### Task objective
Find the line in the entries below that contains "(side + 4) & 7". Repeat it exactly, and every line after it through the line that contains "pub fn tile_ref(&self, salt: u32, tile: u32)".

### Information shown

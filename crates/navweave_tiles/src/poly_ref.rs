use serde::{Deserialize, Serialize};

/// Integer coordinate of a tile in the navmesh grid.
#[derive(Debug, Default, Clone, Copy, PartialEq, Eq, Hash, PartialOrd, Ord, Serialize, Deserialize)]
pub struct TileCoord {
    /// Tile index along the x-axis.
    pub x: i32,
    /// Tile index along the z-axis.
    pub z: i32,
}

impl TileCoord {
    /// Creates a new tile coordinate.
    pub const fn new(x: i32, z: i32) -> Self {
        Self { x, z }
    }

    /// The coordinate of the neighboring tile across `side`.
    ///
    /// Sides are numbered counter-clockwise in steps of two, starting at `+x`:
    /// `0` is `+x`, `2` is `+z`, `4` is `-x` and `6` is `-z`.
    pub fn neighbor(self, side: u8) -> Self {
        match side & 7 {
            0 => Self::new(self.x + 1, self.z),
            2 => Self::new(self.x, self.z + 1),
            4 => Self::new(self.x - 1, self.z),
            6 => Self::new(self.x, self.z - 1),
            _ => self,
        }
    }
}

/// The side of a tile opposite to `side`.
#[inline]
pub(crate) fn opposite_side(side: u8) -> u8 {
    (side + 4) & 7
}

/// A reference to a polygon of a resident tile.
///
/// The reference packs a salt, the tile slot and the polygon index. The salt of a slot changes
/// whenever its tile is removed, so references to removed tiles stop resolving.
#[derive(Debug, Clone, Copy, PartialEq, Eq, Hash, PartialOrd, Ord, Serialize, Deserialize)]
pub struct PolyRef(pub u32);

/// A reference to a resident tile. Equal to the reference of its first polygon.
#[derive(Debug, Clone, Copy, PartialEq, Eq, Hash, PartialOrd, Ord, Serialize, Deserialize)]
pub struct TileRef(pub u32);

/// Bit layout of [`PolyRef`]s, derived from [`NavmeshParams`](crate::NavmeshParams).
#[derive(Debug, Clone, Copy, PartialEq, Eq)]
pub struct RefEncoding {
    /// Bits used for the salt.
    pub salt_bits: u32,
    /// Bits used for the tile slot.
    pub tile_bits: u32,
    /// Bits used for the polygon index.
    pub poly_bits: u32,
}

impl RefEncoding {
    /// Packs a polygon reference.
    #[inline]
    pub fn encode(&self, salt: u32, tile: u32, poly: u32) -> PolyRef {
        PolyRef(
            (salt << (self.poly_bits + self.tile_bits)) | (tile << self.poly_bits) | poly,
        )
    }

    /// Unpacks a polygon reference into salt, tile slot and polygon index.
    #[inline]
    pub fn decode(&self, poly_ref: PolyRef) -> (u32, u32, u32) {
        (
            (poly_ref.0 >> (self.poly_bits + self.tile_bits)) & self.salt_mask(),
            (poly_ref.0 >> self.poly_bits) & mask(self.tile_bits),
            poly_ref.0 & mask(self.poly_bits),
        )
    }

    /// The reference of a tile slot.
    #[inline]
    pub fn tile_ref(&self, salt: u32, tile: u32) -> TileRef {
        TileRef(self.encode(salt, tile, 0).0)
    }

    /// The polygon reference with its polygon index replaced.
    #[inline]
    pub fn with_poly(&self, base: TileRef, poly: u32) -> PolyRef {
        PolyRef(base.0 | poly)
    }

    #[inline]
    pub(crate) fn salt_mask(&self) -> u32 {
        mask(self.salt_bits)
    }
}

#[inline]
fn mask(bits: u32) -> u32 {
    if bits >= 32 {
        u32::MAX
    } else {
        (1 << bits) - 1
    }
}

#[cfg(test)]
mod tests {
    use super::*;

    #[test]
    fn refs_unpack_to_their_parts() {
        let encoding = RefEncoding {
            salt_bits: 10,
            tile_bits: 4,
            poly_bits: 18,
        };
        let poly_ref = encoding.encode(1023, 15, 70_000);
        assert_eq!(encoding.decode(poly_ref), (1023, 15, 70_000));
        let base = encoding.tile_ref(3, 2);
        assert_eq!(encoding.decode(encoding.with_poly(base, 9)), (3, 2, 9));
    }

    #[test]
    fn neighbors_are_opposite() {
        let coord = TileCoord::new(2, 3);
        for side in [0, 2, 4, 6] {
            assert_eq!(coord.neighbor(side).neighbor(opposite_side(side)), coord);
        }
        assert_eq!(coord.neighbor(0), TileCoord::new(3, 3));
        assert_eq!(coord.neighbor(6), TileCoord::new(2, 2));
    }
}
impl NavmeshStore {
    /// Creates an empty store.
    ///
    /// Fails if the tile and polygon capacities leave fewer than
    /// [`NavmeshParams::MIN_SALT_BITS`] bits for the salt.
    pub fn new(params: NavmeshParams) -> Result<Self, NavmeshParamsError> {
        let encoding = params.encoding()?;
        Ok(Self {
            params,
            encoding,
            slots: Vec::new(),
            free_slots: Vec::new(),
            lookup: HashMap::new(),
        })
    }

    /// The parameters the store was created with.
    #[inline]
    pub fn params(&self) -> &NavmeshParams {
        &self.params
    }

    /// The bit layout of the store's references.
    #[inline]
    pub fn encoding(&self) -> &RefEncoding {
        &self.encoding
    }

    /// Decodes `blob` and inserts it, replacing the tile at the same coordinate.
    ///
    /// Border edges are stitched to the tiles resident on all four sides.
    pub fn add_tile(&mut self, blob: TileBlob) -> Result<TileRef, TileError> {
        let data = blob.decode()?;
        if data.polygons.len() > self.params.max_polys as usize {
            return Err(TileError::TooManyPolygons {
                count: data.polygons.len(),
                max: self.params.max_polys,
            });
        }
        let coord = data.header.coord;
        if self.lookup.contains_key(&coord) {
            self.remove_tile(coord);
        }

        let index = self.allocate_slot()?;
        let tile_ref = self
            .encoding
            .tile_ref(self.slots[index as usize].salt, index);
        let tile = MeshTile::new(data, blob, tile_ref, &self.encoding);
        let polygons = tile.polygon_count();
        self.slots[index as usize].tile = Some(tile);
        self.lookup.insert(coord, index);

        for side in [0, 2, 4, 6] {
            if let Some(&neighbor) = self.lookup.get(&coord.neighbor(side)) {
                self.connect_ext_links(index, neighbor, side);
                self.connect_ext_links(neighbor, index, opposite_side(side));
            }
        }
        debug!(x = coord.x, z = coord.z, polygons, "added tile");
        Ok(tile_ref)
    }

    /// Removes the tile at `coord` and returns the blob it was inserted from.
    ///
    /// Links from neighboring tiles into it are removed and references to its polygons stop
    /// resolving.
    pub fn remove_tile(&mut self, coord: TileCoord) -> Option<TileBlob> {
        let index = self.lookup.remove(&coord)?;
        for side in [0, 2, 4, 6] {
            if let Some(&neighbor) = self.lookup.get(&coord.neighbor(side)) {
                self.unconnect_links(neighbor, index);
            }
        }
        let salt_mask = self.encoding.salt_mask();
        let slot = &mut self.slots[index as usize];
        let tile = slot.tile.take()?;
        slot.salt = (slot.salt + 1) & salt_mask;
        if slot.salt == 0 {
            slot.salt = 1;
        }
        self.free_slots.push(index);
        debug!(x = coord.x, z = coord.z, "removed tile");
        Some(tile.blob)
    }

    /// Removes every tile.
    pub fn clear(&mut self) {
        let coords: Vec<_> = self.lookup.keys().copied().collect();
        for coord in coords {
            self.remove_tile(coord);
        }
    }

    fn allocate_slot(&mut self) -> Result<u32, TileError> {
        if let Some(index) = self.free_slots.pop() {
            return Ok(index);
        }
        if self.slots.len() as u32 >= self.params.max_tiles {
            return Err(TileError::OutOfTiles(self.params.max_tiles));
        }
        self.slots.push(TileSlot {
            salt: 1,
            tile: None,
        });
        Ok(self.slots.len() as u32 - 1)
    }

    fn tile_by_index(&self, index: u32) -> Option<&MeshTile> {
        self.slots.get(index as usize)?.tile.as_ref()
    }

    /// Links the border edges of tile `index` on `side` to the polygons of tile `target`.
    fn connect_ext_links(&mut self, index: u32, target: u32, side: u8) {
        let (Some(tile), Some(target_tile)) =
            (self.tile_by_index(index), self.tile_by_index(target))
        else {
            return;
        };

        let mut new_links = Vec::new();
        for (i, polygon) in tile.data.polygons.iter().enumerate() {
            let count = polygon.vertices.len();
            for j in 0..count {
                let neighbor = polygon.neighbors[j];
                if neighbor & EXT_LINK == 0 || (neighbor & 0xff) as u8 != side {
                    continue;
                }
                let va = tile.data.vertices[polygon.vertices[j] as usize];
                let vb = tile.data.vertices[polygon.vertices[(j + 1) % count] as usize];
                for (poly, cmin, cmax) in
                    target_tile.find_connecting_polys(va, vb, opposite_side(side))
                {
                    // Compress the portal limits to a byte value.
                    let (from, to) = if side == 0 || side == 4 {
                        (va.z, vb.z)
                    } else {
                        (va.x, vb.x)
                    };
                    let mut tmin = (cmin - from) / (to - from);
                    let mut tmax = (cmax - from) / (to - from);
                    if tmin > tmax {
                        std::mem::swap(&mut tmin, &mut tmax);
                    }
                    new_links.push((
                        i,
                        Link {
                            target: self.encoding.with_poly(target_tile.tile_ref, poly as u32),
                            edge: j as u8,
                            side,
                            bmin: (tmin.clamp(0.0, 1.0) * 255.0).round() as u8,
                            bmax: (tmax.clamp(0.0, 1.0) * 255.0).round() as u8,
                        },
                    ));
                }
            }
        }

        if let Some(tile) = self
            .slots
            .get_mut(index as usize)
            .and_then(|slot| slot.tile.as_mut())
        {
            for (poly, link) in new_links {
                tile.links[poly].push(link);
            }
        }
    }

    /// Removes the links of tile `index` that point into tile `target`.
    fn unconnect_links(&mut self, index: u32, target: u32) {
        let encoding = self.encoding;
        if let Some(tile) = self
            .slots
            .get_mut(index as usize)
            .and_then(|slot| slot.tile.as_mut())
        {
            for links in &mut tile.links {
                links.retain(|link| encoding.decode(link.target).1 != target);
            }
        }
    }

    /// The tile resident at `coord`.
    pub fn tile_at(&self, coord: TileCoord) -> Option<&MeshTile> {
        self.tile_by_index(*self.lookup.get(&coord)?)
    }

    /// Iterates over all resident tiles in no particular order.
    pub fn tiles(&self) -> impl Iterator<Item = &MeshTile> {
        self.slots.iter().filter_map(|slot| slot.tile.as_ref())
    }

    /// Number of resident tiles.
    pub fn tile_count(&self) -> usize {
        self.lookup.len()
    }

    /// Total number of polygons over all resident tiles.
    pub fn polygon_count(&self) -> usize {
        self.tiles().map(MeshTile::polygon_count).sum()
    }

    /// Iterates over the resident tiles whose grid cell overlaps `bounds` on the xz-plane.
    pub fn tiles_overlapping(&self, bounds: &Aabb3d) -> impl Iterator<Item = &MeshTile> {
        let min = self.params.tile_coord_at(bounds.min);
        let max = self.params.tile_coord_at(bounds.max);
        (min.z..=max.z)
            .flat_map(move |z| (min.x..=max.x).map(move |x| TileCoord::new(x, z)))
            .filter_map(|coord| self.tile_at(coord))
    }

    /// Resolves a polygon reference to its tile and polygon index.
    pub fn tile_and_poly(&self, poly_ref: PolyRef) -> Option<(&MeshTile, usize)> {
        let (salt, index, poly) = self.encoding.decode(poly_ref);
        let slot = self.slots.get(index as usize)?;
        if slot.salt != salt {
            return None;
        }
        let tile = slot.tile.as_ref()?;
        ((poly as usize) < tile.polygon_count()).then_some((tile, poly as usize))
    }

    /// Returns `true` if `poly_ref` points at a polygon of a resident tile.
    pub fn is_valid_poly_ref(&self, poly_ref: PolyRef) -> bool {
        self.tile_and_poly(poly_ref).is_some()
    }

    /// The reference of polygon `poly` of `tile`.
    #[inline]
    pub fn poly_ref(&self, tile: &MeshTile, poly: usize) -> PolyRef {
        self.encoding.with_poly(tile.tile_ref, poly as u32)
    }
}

### Task response
    (side + 4) & 7
}

/// A reference to a polygon of a resident tile.
///
/// The reference packs a salt, the tile slot and the polygon index. The salt of a slot changes
/// whenever its tile is removed, so references to removed tiles stop resolving.
#[derive(Debug, Clone, Copy, PartialEq, Eq, Hash, PartialOrd, Ord, Serialize, Deserialize)]
pub struct PolyRef(pub u32);

/// A reference to a resident tile. Equal to the reference of its first polygon.
#[derive(Debug, Clone, Copy, PartialEq, Eq, Hash, PartialOrd, Ord, Serialize, Deserialize)]
pub struct TileRef(pub u32);

/// Bit layout of [`PolyRef`]s, derived from [`NavmeshParams`](crate::NavmeshParams).
#[derive(Debug, Clone, Copy, PartialEq, Eq)]
pub struct RefEncoding {
    /// Bits used for the salt.
    pub salt_bits: u32,
    /// Bits used for the tile slot.
    pub tile_bits: u32,
    /// Bits used for the polygon index.
    pub poly_bits: u32,
}

impl RefEncoding {
    /// Packs a polygon reference.
    #[inline]
    pub fn encode(&self, salt: u32, tile: u32, poly: u32) -> PolyRef {
        PolyRef(
            (salt << (self.poly_bits + self.tile_bits)) | (tile << self.poly_bits) | poly,
        )
    }

    /// Unpacks a polygon reference into salt, tile slot and polygon index.
    #[inline]
    pub fn decode(&self, poly_ref: PolyRef) -> (u32, u32, u32) {
        (
            (poly_ref.0 >> (self.poly_bits + self.tile_bits)) & self.salt_mask(),
            (poly_ref.0 >> self.poly_bits) & mask(self.tile_bits),
            poly_ref.0 & mask(self.poly_bits),
        )
    }

    /// The reference of a tile slot.
    #[inline]
    pub fn tile_ref(&self, salt: u32, tile: u32) -> TileRef {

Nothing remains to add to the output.